Where are you now and what can you see? I'm sitting in front of my computer, in west London – but with a nice sunset view. On the radio, I'm listening to Christopher Hitchens making intellectual mincemeat of Tony Blair.

What are you currently reading? I'm having a Stefan Zweig orgy, and am reading 'The World of Yesterday'. Also Joseph O'Connor's 'Ghost Light', about JM Synge... and a copy of 'Grazia'.

Choose a favourite author and say why you like her/him Rose Macaulay, and especially her last novel, 'The Towers of Trebizond'. She was a Christian convert who had this great yearning for liberty.

Describe the room where you usually write For the first time in my life, I actually have a study!... It has one rather workmanlike desk with my computer, and another old Edwardian desk, covered with a gerbil's nest of notes for a novel. I'm actually rather orderly, although the way that I write is not.

What distracts you from writing? Anxiety. Usually human anxiety, about someone in the family or a friend.
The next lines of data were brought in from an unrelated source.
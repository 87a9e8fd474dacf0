//! `POST /api/contact`: checks the inquiry and relays it by email when a
//! relay is configured.

use std::sync::Arc;

use async_trait::async_trait;
use axum::{
    body::Bytes,
    extract::State,
    http::StatusCode,
    response::{IntoResponse, Response},
    routing::post,
    Json, Router,
};
use serde::Deserialize;
use serde_json::{json, Value};
use thiserror::Error;

use crate::config::{RelayConfig, SiteConfig};
use crate::intake::CONTACT_ENDPOINT;
use crate::markdown::escape_html;

const RESEND_ENDPOINT: &str = "https://api.resend.com/emails";

#[derive(Error, Debug)]
pub enum ContactError {
    #[error("Missing required fields")]
    MissingFields,
    #[error("Malformed request body: {0}")]
    Malformed(#[from] serde_json::Error),
    #[error("Email relay failed: {0}")]
    Relay(String),
}

impl IntoResponse for ContactError {
    fn into_response(self) -> Response {
        let (status, message) = match &self {
            ContactError::MissingFields => (StatusCode::BAD_REQUEST, "Missing required fields"),
            ContactError::Malformed(_) | ContactError::Relay(_) => {
                tracing::error!(error = %self, "Error processing contact form");
                (StatusCode::INTERNAL_SERVER_ERROR, "Internal server error")
            }
        };
        (status, Json(json!({ "error": message }))).into_response()
    }
}

/// Request body as sent by the intake form. Everything is optional here so
/// a missing field becomes a 400 rather than a parse failure.
#[derive(Debug, Default, Deserialize)]
#[serde(rename_all = "camelCase")]
pub struct ContactRequest {
    pub name: Option<String>,
    pub email: Option<String>,
    pub company: Option<String>,
    pub project_type: Option<String>,
    pub timeline: Option<String>,
    pub budget_range: Option<String>,
    pub message: Option<String>,
}

impl ContactRequest {
    pub fn into_inquiry(self) -> Result<Inquiry, ContactError> {
        fn required(value: Option<String>) -> Result<String, ContactError> {
            value
                .filter(|v| !v.is_empty())
                .ok_or(ContactError::MissingFields)
        }

        Ok(Inquiry {
            name: required(self.name)?,
            email: required(self.email)?,
            company: self.company.filter(|c| !c.is_empty()),
            project_type: required(self.project_type)?,
            timeline: required(self.timeline)?,
            budget_range: required(self.budget_range)?,
            message: required(self.message)?,
        })
    }
}

/// An accepted inquiry.
#[derive(Debug, Clone, PartialEq)]
pub struct Inquiry {
    pub name: String,
    pub email: String,
    pub company: Option<String>,
    pub project_type: String,
    pub timeline: String,
    pub budget_range: String,
    pub message: String,
}

impl Inquiry {
    pub fn subject(&self) -> String {
        format!("New Project Inquiry from {}", self.name)
    }

    /// Notification body. Every visitor-supplied value is escaped.
    pub fn html(&self) -> String {
        let line = |label: &str, value: &str| {
            format!("<p><strong>{label}:</strong> {}</p>\n", escape_html(value))
        };

        let mut html = String::from("<h2>New Project Inquiry</h2>\n");
        html.push_str(&line("Name", &self.name));
        html.push_str(&line("Email", &self.email));
        if let Some(company) = &self.company {
            html.push_str(&line("Company", company));
        }
        html.push_str(&line("Project Type", &self.project_type));
        html.push_str(&line("Timeline", &self.timeline));
        html.push_str(&line("Budget Range", &self.budget_range));
        html.push_str("<h3>Message:</h3>\n");
        html.push_str(&format!(
            "<p>{}</p>\n",
            escape_html(&self.message).replace('\n', "<br>")
        ));
        html
    }
}

#[async_trait]
pub trait Mailer: Send + Sync {
    async fn deliver(&self, inquiry: &Inquiry) -> Result<(), ContactError>;
}

/// Delivers inquiries through the Resend HTTP API.
pub struct ResendMailer {
    client: reqwest::Client,
    config: RelayConfig,
}

impl ResendMailer {
    pub fn new(config: RelayConfig) -> Result<Self, ContactError> {
        let client = reqwest::Client::builder()
            .timeout(config.timeout)
            .build()
            .map_err(|e| ContactError::Relay(e.to_string()))?;
        Ok(Self { client, config })
    }
}

#[async_trait]
impl Mailer for ResendMailer {
    async fn deliver(&self, inquiry: &Inquiry) -> Result<(), ContactError> {
        let payload = json!({
            "from": self.config.from,
            "to": [self.config.to],
            "subject": inquiry.subject(),
            "html": inquiry.html(),
        });

        let response = self
            .client
            .post(RESEND_ENDPOINT)
            .bearer_auth(&self.config.api_key)
            .json(&payload)
            .send()
            .await
            .map_err(|e| ContactError::Relay(e.to_string()))?;

        let status = response.status();
        if !status.is_success() {
            let detail = response.text().await.unwrap_or_default();
            return Err(ContactError::Relay(format!("{status}: {detail}")));
        }
        tracing::info!(to = %self.config.to, "Inquiry relayed");
        Ok(())
    }
}

#[derive(Clone, Default)]
pub struct ContactState {
    /// `None` accepts inquiries without sending anything.
    pub mailer: Option<Arc<dyn Mailer>>,
}

impl ContactState {
    pub fn from_config(config: &SiteConfig) -> Result<Self, ContactError> {
        let mailer = match &config.relay {
            Some(relay) => {
                Some(Arc::new(ResendMailer::new(relay.clone())?) as Arc<dyn Mailer>)
            }
            None => {
                tracing::warn!("RESEND_API_KEY or RESEND_TO_EMAIL unset, contact relay disabled");
                None
            }
        };
        Ok(Self { mailer })
    }
}

pub async fn submit_contact(
    State(state): State<ContactState>,
    body: Bytes,
) -> Result<Json<Value>, ContactError> {
    let request: ContactRequest = serde_json::from_slice(&body)?;
    let inquiry = request.into_inquiry()?;

    // best effort: a relay failure is logged, the visitor still sees success
    if let Some(mailer) = &state.mailer {
        if let Err(e) = mailer.deliver(&inquiry).await {
            tracing::error!(error = %e, "contact relay failed");
        }
    }

    Ok(Json(json!({ "success": true })))
}

pub fn router(state: ContactState) -> Router {
    Router::new()
        .route(CONTACT_ENDPOINT, post(submit_contact))
        .with_state(state)
}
I find myself worrying around it like a hamster on a wheel.

Which fictional character most resembles you? [In my books], There's a teaspoonful of me in a great many of them...You can't help parts of yourself leaking into other characters.

What are your readers like when you meet them? Hugely varied... The further north, the more men there are, and the younger they are. Rather more as you would expect in the south: fairly prosperous, well-read women of a certain age. But there's a lot of very startling advice-asking, or confession.

Who is your hero/heroine from outside literature? I'm an enormous fan of people who have had a lot of faith in themselves, and been on a tremendous journey. Beethoven would be one, who knew that he was going deaf at 25. Or Didier Drogba, born in a village in Ivory Coast.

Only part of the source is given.